This article was inspired by a recent stunt organized by FortyOneSix.com ahead of this weekend’s Goodwood Festival of Speed, where a Range Rover Sport on occasion of its unveiling went head-to-head against a Spitfire TR 9.
The Range Rover Sport’s 510-horsepower supercharged V8 engine was pitted against the Spitfire’s 1,750-hp supercharged V12. The aircraft in this video, SM520 started life as a Spitfire HF IXe high-level fighter in November 1944. In 1948 it was sold to the South African Air Force and eventually became one of several Spitfires lying derelict in a metal scrapyard at Maitland, Cape Town. It was rescued in 1981 and in 2002 was converted into a replica of a TR-9 two-seat trainer, of which a handful were delivered to the Royal Netherlands Air Force after the Second World War.
The Spitfire was flown by Matt Jones of the Boultbee Flight Academy in Chichester, which is where SM520 is now based, while Jaguar Land Rover chief vehicle integrity engineer Mike Cross was at the wheel of the Range Rover Sport, a five-litre supercharged V8 with 375kW on tap.
The race between an airplane and a car or motorcycle is something that has been done since the first days of aviation. It is believed that the first race between an airplane and a car was organized in 1910.
A 1910 issue of Flight Magazine described the race thusly:“During the three day motor ace meeting on the Atlanta, Ga. Speedway held on May 5th, 6th and 7th 1910 some diversion to the ordinary car racing was provided in the form of some exhibition flights by Mr. Charles K. Hamilton with his biplane. What purports to be the first flyer versus automobile race took place on one of the days when Hamilton raced Kjelson, on a sport car for 4 miles, or twice around the track. The airman kept close to the ground and not more than a few feet separated car and flyer any part of the distance. The airplane won in the final stretch by a few feet, the time for the 4 miles being 5 minutes, 6 seconds. Previously Hamilton had made one circuit (2 miles) in 2 minutes.”

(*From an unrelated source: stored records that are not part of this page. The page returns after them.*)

//! Map module - the line-oriented level file format
//!
//! ```text
//! line[0..H-1]   field rows; '#' = wall, anything else = empty; width = longest row
//! line[H]        direction word: up | down | left | right
//! line[H+1..H+3] snake body "X Y", head first
//! line[H+4]      integer max score
//! ```
//!
//! All three snake segments take the direction from line `H`.

use std::collections::HashSet;
use std::fs;
use std::path::Path;

use crate::error::{Error, MapError, Result};
use crate::field::Field;
use crate::snake::{Snake, SnakePart};
use crate::types::{Direction, Vector, EMPTY_SYMBOL, MAP_SNAKE_LENGTH, WALL_SYMBOL};

/// Lines after the field rows: direction, snake body, max score
const TRAILER_LINES: usize = MAP_SNAKE_LENGTH + 2;

/// Parse map text into a field and its max score
pub fn parse_map(text: &str) -> Result<(Field, i32)> {
    let mut lines: Vec<&str> = text.lines().map(|l| l.trim_end_matches('\r')).collect();
    while lines.last().is_some_and(|l| l.trim().is_empty()) {
        lines.pop();
    }

    if lines.len() <= TRAILER_LINES {
        return Err(MapError::TooShort {
            expected: TRAILER_LINES + 1,
            found: lines.len(),
        }
        .into());
    }

    let height = lines.len() - TRAILER_LINES;
    let (rows, trailer) = lines.split_at(height);

    let mut walls = HashSet::new();
    let mut width = 0;
    for (y, row) in rows.iter().enumerate() {
        let mut row_width = 0;
        for (x, ch) in row.chars().enumerate() {
            row_width = x + 1;
            if ch == WALL_SYMBOL {
                walls.insert(Vector::new(x as i32, y as i32));
            }
        }
        width = width.max(row_width);
    }
    if width == 0 {
        return Err(MapError::EmptyField.into());
    }

    let direction_line = height + 1;
    let direction = Direction::from_word(trailer[0]).ok_or_else(|| MapError::UnknownDirection {
        line: direction_line,
        word: trailer[0].to_string(),
    })?;

    let parts = trailer[1..=MAP_SNAKE_LENGTH]
        .iter()
        .enumerate()
        .map(|(i, text)| {
            let line = direction_line + 1 + i;
            let location = parse_coordinate(text, line)?;
            let inside = usize::try_from(location.x).is_ok_and(|x| x < width)
                && usize::try_from(location.y).is_ok_and(|y| y < height);
            if !inside {
                return Err(MapError::OutOfField {
                    line,
                    cell: location,
                    width,
                    height,
                });
            }
            Ok(SnakePart::new(location, direction))
        })
        .collect::<Result<Vec<_>, MapError>>()?;

    let score_line = direction_line + MAP_SNAKE_LENGTH + 1;
    let score_text = trailer[TRAILER_LINES - 1];
    let max_score = score_text.trim().parse().map_err(|_| MapError::BadScore {
        line: score_line,
        text: score_text.to_string(),
    })?;

    let field = Field::new(Snake::new(parts), walls, (width as i32, height as i32))?;
    Ok((field, max_score))
}

fn parse_coordinate(text: &str, line: usize) -> Result<Vector, MapError> {
    let bad = || MapError::BadCoordinate {
        line,
        text: text.to_string(),
    };
    let mut numbers = text.split_whitespace().map(str::parse::<i32>);
    match (numbers.next(), numbers.next(), numbers.next()) {
        (Some(Ok(x)), Some(Ok(y)), None) => Ok(Vector::new(x, y)),
        _ => Err(bad()),
    }
}

/// Render a field back into map lines. The snake must have exactly three segments.
pub fn anti_parse_map(field: &Field, max_score: i32) -> Result<Vec<String>> {
    let snake = field.snake();
    let head = match snake.head() {
        Some(head) if snake.len() == MAP_SNAKE_LENGTH => head,
        _ => {
            return Err(MapError::SnakeLength {
                expected: MAP_SNAKE_LENGTH,
                found: snake.len(),
            }
            .into())
        }
    };

    let mut lines = Vec::with_capacity(field.height() as usize + TRAILER_LINES);
    for y in 0..field.height() {
        let row: String = (0..field.width())
            .map(|x| {
                if field.walls().contains(&Vector::new(x, y)) {
                    WALL_SYMBOL
                } else {
                    EMPTY_SYMBOL
                }
            })
            .collect();
        lines.push(row);
    }

    lines.push(head.direction.as_word().to_string());
    lines.extend(
        snake
            .iter()
            .map(|part| format!("{} {}", part.location.x, part.location.y)),
    );
    lines.push(max_score.to_string());
    Ok(lines)
}

pub fn read_map(path: &Path) -> Result<(Field, i32)> {
    let text = fs::read_to_string(path).map_err(|source| Error::Io {
        path: path.to_path_buf(),
        source,
    })?;
    parse_map(&text)
}

pub fn write_map(path: &Path, field: &Field, max_score: i32) -> Result<()> {
    let mut text = anti_parse_map(field, max_score)?.join("\n");
    text.push('\n');
    if let Some(dir) = path.parent().filter(|d| !d.as_os_str().is_empty()) {
        fs::create_dir_all(dir).map_err(|source| Error::Io {
            path: dir.to_path_buf(),
            source,
        })?;
    }
    fs::write(path, text).map_err(|source| Error::Io {
        path: path.to_path_buf(),
        source,
    })
}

On October 25, 2004, the Italian Air Force organized a historic challenge between the F-104S ASA-M 9-99/MM6930 special color and the Ducati 999 Factory, winner of the 2004 Superbike World Championship. It was organized by Col. Miniscalco, then Commander of Grazzanise AFB, southern Italy, home of the ITAF 9° Stormo (9th Wing) and Roberto Ungaro, Editor in Chief of the Italian magazine “Motociclismo”. This challenge should have taken place in September 2003, after the Italian Air Force unveiled the Starfighter with special Ducati-style livery, but it has been postponed several times, both for the tragic events in Nassirya and for Ducati’s commitments in the championship. The F-104 was flown by expert pilot Maj. Aurelio “Alì” Covotta, while the motorcycle was driven by Giulio “Ringhio” Rangheri, tester for the magazine.
Fast-forwarding few years and we get to probably to one of the most famous ‘competitions’ between an airplane and an airplane. On November 21, 1981 over the runway of the Istrana-Treviso Air Base, a unique race took place: the fastest car in Formula 1 of 1981 season, and the fastest fighter of Italian Air Force, the F-104. The car was driven by mighty Canadian F-1 driver Gilles Villeneuve who won the match vs the Starfighter.

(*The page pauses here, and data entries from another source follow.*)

//! Terminal "game renderer" module.
//!
//! Renders the snake field, menus and result screens into a simple
//! framebuffer and flushes it to the terminal with crossterm. No widget
//! toolkit is involved, so every glyph position is under our control.
//!
//! Goals:
//! - Keep `core` deterministic and free of terminal code
//! - Views are pure functions from game state to a framebuffer, testable without a TTY
//! - Field cells are 2 columns wide to keep the grid roughly square

pub mod fb;
pub mod game_view;
pub mod renderer;
pub mod screen_view;

pub use tui_snake_core as core;
pub use tui_snake_types as types;

pub use fb::{Cell, CellStyle, FrameBuffer, Rgb, Weight};
pub use game_view::{head_glyph, AnchorY, GameView, PlayMode, Viewport};
pub use renderer::{encode_diff_into, encode_full_into, TerminalRenderer};
pub use screen_view::{MenuCursor, MenuItem, ScreenView};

Some years later on September 17, 1989, the Italian Air Force decided to gave as gift an F-104G painted in Ferrari team red to commemorate the race. This Starfighter had the fuselage numbers 4-27. The number 4 was for 4th Wing and 27 was the race number of Villeneuve´s F-1 Ferrari. Now this F-104 G rests in Fiorano autodrome, owned by Ferrari.
The picture we have chosen to open the article with portraits an Italian Air Force F-104 was painted with the red, white and black colors of the 10° Gruppo and boasted a flashy “999″ in homage to the 9° Stormo and to celebrate the twinning of the squadron with the Ducati Racing Team. The “999” is a famous model name of Ducatti used by the Italian Racing Team which sports a similar colour scheme to the one devised for the special Starfighter. The specially painted aircraft was then raced against a Ducati 999 in an event held in Grazzanise on Oct. 14, 2004.
Avid Top Gear fans may well remember the time Richard Hammond raced the RAF in a Bugatti Veyron. Well, technology has moved on a little since then, and Paddy McGuinness fancied a rematch in the super-slippery, 250mph McLaren Speedtail and the RAF in their 1200mph F-35.